- April 7, 2021
Spurred by the state, Manatee County is changing its COVID-19 vaccination strategy.
Gov. Ron DeSantis opened vaccine appointments to all Floridians 18 and older April 5. As more people gain access to vaccines, Manatee County shifted away from its lottery system after depleting its standby pool.
The county will switch to a first-come, first-serve system starting April 21.
Dr. Jennifer Bencie, the Manatee County Health Officer for the Florida Department of Health, said demand has decreased for vaccine doses given at Manatee County-run vaccination sites, such as the ones located at Tom Bennett Park in East County. She said the county prevents any doses from going unused by opening the vaccine one vial at a time after 2 p.m., thus ensuring unused doses can still be stored properly after each mass vaccination clinic ends.

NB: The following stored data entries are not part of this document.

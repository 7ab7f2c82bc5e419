use dotenvy::dotenv;
use std::collections::HashMap;
use std::env;
use std::net::SocketAddr;
use std::path::PathBuf;
use std::time::Duration;
use thiserror::Error;

use crate::auth::roles::AccessPolicy;

#[derive(Debug, Error)]
pub enum ConfigError {
    #[error("{0} must be set")]
    Missing(&'static str),
    #[error("invalid value for {name}: {reason}")]
    Invalid { name: &'static str, reason: String },
}

/// Where bearer tokens get their verification keys from.
#[derive(Clone, Debug, PartialEq)]
pub enum TokenKeySource {
    /// OIDC discovery against the issuer, keys from its `jwks_uri`.
    Issuer(String),
    /// Shared HS256 secret, for local development.
    Secret(String),
}

#[derive(Clone, Debug)]
pub struct Config {
    pub mongodb_uri: String,
    pub mongodb_database: String,
    pub key_source: TokenKeySource,
    pub client_id: String,
    pub audience: Option<String>,
    pub jwks_cache_ttl: Duration,
    /// Minimum time between two JWKS fetches triggered by unknown key ids.
    pub jwks_min_refresh_interval: Duration,
    pub protected_queries: HashMap<String, String>,
    pub bind_addr: SocketAddr,
    pub log_dir: Option<PathBuf>,
}

impl Config {
    /// ✅ Load environment variables and set defaults
    pub fn from_env() -> Result<Self, ConfigError> {
        dotenv().ok(); // Load .env only once

        Self::from_lookup(|name| env::var(name).ok())
    }

    /// Builds the config from any variable lookup; `from_env` passes the process environment.
    pub fn from_lookup<F>(lookup: F) -> Result<Self, ConfigError>
    where
        F: Fn(&str) -> Option<String>,
    {
        let var = |name: &str| lookup(name).filter(|v| !v.trim().is_empty());

        let mongodb_uri = var("MONGODB_URI").ok_or(ConfigError::Missing("MONGODB_URI"))?;

        // The issuer wins when both are configured.
        let key_source = match (var("OIDC_ISSUER_URI"), var("JWT_SECRET")) {
            (Some(issuer), _) => TokenKeySource::Issuer(issuer.trim_end_matches('/').to_string()),
            (None, Some(secret)) => TokenKeySource::Secret(secret),
            (None, None) => return Err(ConfigError::Missing("OIDC_ISSUER_URI or JWT_SECRET")),
        };

        let seconds = |name: &'static str, default: u64| match var(name) {
            Some(raw) => raw.parse().map(Duration::from_secs).map_err(|_| ConfigError::Invalid {
                name,
                reason: format!("expected seconds, got {raw:?}"),
            }),
            None => Ok(Duration::from_secs(default)),
        };
        let jwks_cache_ttl = seconds("JWKS_CACHE_TTL_SECS", 300)?;
        let jwks_min_refresh_interval = seconds("JWKS_MIN_REFRESH_SECS", 30)?;

        let protected_queries = match var("GRAPHQL_PROTECTED_QUERIES") {
            Some(raw) => parse_protected_queries(&raw)?,
            None => AccessPolicy::default().rules().clone(),
        };

        let bind_addr = var("BIND_ADDR")
            .unwrap_or_else(|| "127.0.0.1:3000".to_string());
        let bind_addr = bind_addr.parse().map_err(|_| ConfigError::Invalid {
            name: "BIND_ADDR",
            reason: format!("expected host:port, got {bind_addr:?}"),
        })?;

        Ok(Self {
            mongodb_uri,
            mongodb_database: var("MONGODB_DATABASE").unwrap_or_else(|| "test".to_string()),
            key_source,
            client_id: var("OIDC_CLIENT_ID").unwrap_or_else(|| "demo".to_string()),
            audience: var("OIDC_AUDIENCE"),
            jwks_cache_ttl,
            jwks_min_refresh_interval,
            protected_queries,
            bind_addr,
            log_dir: var("LOG_DIR").map(PathBuf::from),
        })
    }

    /// The issuer tokens must carry, when verifying against an identity provider.
    pub fn issuer(&self) -> Option<&str> {
        match &self.key_source {
            TokenKeySource::Issuer(issuer) => Some(issuer),
            TokenKeySource::Secret(_) => None,
        }
    }

    pub fn access_policy(&self) -> AccessPolicy {
        AccessPolicy::new(self.protected_queries.clone())
    }
}

/// Parses `persons:ADMIN,reports:AUDITOR` into query → role rules.
fn parse_protected_queries(raw: &str) -> Result<HashMap<String, String>, ConfigError> {
    raw.split(',')
        .map(str::trim)
        .filter(|entry| !entry.is_empty())
        .map(|entry| {
            let (query, role) = entry.split_once(':').ok_or_else(|| ConfigError::Invalid {
                name: "GRAPHQL_PROTECTED_QUERIES",
                reason: format!("expected query:ROLE, got {entry:?}"),
            })?;
            let (query, role) = (query.trim(), role.trim());
            if query.is_empty() || role.is_empty() {
                return Err(ConfigError::Invalid {
                    name: "GRAPHQL_PROTECTED_QUERIES",
                    reason: format!("empty query or role in {entry:?}"),
                });
            }
            Ok((query.to_string(), role.to_string()))
        })
        .collect()
}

East County residents have a variety of opinions about COVID-19 vaccines. Myakka City resident Chris Constantinou said he received his first dose through Sarasota County on the first day Florida residents under age 40 could receive one, April 5. He travels often and said it will be easier to do so in the future if he is vaccinated.
Deena and Caprey King, who live off Lakewood Ranch Boulevard, don’t plan to get vaccinated, at least for the near future. Deena King said she had COVID-19 in July, so she believes antibodies will protect her for now.
“That’s safer,” Deena King said. “It’s already in my body.”
Her teenage daughter, Caprey King, is concerned about how quickly the vaccine became available. She said she wants to wait and see if there are any long-term effects.
Although Bencie said vaccine hesitancy does play a part in the decreased demand at county mass vaccination clinics, she doesn’t believe it is the biggest reason. Instead, Bencie said people are now receiving the vaccine through local pharmacies or their personal doctors, adding it is easier to find alternative avenues for receiving vaccines thanks to tools such as vaccinefinder.org, which is partnered with the Centers for Disease Control and Prevention.
“I believe that people will hopefully be more apt to go to where they're used to going,” Bencie said. “(Mass clinics are) not for everyone in the community. So we need to make sure that everyone who wants the vaccine can get the vaccine through their own resources.”
Bencie said Manatee County will evaluate how successful the initial first-come, first-serve vaccine clinic is and then decide if they should be held at different hours going forward. The county has generally held its clinics on weekdays in the 8 a.m. to 5 p.m. range, although a clinic was held at Tom Bennett Park the weekend of April 10-11 that could help determine if weekend and evening clinics are a better option moving forward, especially as the county starts vaccinating people within age groups that are more likely to have jobs or children.
Eventually, there will come a time when Manatee County stops holding mass vaccination clinics because of decreased demand, according to Bencie.
“There are so many other places now where individuals can go and also choose the type of vaccine they want, that we assume that the (mass clinics) will eventually become something of the past,” Bencie said.
This doesn’t mean the county will stop receiving vaccines from the state. Instead, Manatee County would distribute vaccines to eligible providers, such as hospitals, urgent care centers, private physician offices, hospices and homeless assistance facilities. This process has already started over the past month.
“Eventually, this will be something similar to the flu vaccine, where you can go to your providers in the community to receive your vaccine,” Bencie said.
The county also plans to use mobile units to distribute the vaccine to hard-to-reach populations, such as migrant workers and underserved communities.